Relatives came from as far away as Switzerland and Israel to attend the 100th birthday party of the Yaffe family matriarch, Libby.

Libby Yaffe is the glue that holds the family together, granddaughter Samantha Rudick said at the party on Jan. 21. Other relatives recounted the holiday meals she cooked that brought the family together, her love of theater and dancing, or her volunteer activities — she volunteered for the elderly until she was 96.

“My bubbe has always kept the family together so well and been very loving and caring,” Rudick said.


Yaffe, born on Jan. 22 in 1918, was a daughter of Russian immigrants who had fled pogroms. She graduated from Philadelphia High School for Girls, then went on to Strayer’s Business College (now Strayer University), where she studied to become a secretary.

“She loves to organize, and she’s very efficient and takes great pride in whatever she does,” Yaffe’s daughter Risa Yaffe said. “She made sure that any of her job responsibilities were completed perfectly.”

Because of World War II, Yaffe didn’t marry until she was 31 years old. She had already been dating her future husband, Harold, when a friend tried to set her up on a blind date with him as well.

Risa Yaffe said her father’s generosity is what made Libby Yaffe realize Harold was the one, but the centenarian had a different answer.

“He was a good kisser,” she recalled.

Libby Yaffe | Photo by Selah Maya Zighelboim

Libby Yaffe stopped working when she started a family. Her mother lived with them as well, so family members regularly came through the house.

“It was a lovely memory to have of this open house, where everyone was welcome,” Risa Yaffe said. “Seeing how my mother and her sisters loved their mother set a mood and a feeling, so now we all take great pleasure in giving back to my mother.”

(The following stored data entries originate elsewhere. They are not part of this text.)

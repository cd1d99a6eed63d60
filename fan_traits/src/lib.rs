pub mod clock;

pub use clock::{Clock, ManualClock, MonotonicClock};

/// Error type crossing the capability boundary.
pub type BoxError = Box<dyn std::error::Error + Send + Sync>;

/// The three signals sampled each cycle.
///
/// Analog readings are raw converter counts; callers clamp them to their
/// configured range.
pub trait InputSource {
    fn read_light(&mut self) -> Result<u16, BoxError>;
    fn read_dial(&mut self) -> Result<u16, BoxError>;
    fn read_button(&mut self) -> Result<bool, BoxError>;
}

/// Positional actuator (the fan servo).
pub trait ActuatorSink {
    fn move_to(&mut self, position: u8) -> Result<(), BoxError>;
}

/// Byte-addressed non-volatile storage with limited write endurance.
pub trait PersistentStore {
    fn read(&mut self, address: u16) -> Result<u8, BoxError>;
    fn write(&mut self, address: u16, byte: u8) -> Result<(), BoxError>;

    /// Write `byte` only if the cell holds a different value.
    ///
    /// Returns whether a physical write happened.
    fn update(&mut self, address: u16, byte: u8) -> Result<bool, BoxError> {
        if self.read(address)? == byte {
            return Ok(false);
        }
        self.write(address, byte)?;
        Ok(true)
    }
}

impl<T: InputSource + ?Sized> InputSource for Box<T> {
    fn read_light(&mut self) -> Result<u16, BoxError> {
        (**self).read_light()
    }
    fn read_dial(&mut self) -> Result<u16, BoxError> {
        (**self).read_dial()
    }
    fn read_button(&mut self) -> Result<bool, BoxError> {
        (**self).read_button()
    }
}

impl<T: ActuatorSink + ?Sized> ActuatorSink for Box<T> {
    fn move_to(&mut self, position: u8) -> Result<(), BoxError> {
        (**self).move_to(position)
    }
}

impl<T: PersistentStore + ?Sized> PersistentStore for Box<T> {
    fn read(&mut self, address: u16) -> Result<u8, BoxError> {
        (**self).read(address)
    }
    fn write(&mut self, address: u16, byte: u8) -> Result<(), BoxError> {
        (**self).write(address, byte)
    }
    fn update(&mut self, address: u16, byte: u8) -> Result<bool, BoxError> {
        (**self).update(address, byte)
    }
}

Judaism was a large part of Libby Yaffe’s life, and she raised her children to feel the same way. She and her husband were some of the first members of Congregations of Shaare Shamayim, then called the Greater Northeast Jewish Congregation. Their children attended Hebrew school and became B’nai Mitzvahs there.

She also supported the Jewish community in various ways, by volunteering for KleinLife, fundraising for Israel and donating to the Jewish Federation of Greater Philadelphia. She was also a cookie mom for the Girl Scouts and fundraised for the American Heart Association.

“[Judaism] gave her the whole background,” son-in-law David Rudick said. “It would be the canvas of her life. Everything was painted on that — her ethics, her morals, the way she met her husband, the way she raised her kids, the generosity. … It wasn’t an intellectual Judaism. It wasn’t Talmud scholar or something, but taking the very essence and being nurturing.”

When her kids got to middle and high school, Libby Yaffe returned to work as the head secretary for the math office for the School District of Philadelphia. It was an unusual move for a woman in her position at the time, and Risa Yaffe said Libby Yaffe was one of the first mothers she knew who went back to work.

“She didn’t feel quite as needed in the household anymore,” Risa Yaffe said. “She wanted to create more of a life for herself.”

After two decades with the school district, she retired.

But she was never one to just sit at home. In her retirement, Libby Yaffe did a great deal of volunteering. Always a people person, she started a travel club at KleinLife, where she organized trips to museums and shows in New York.

“What I’m proud of is being myself,” she said.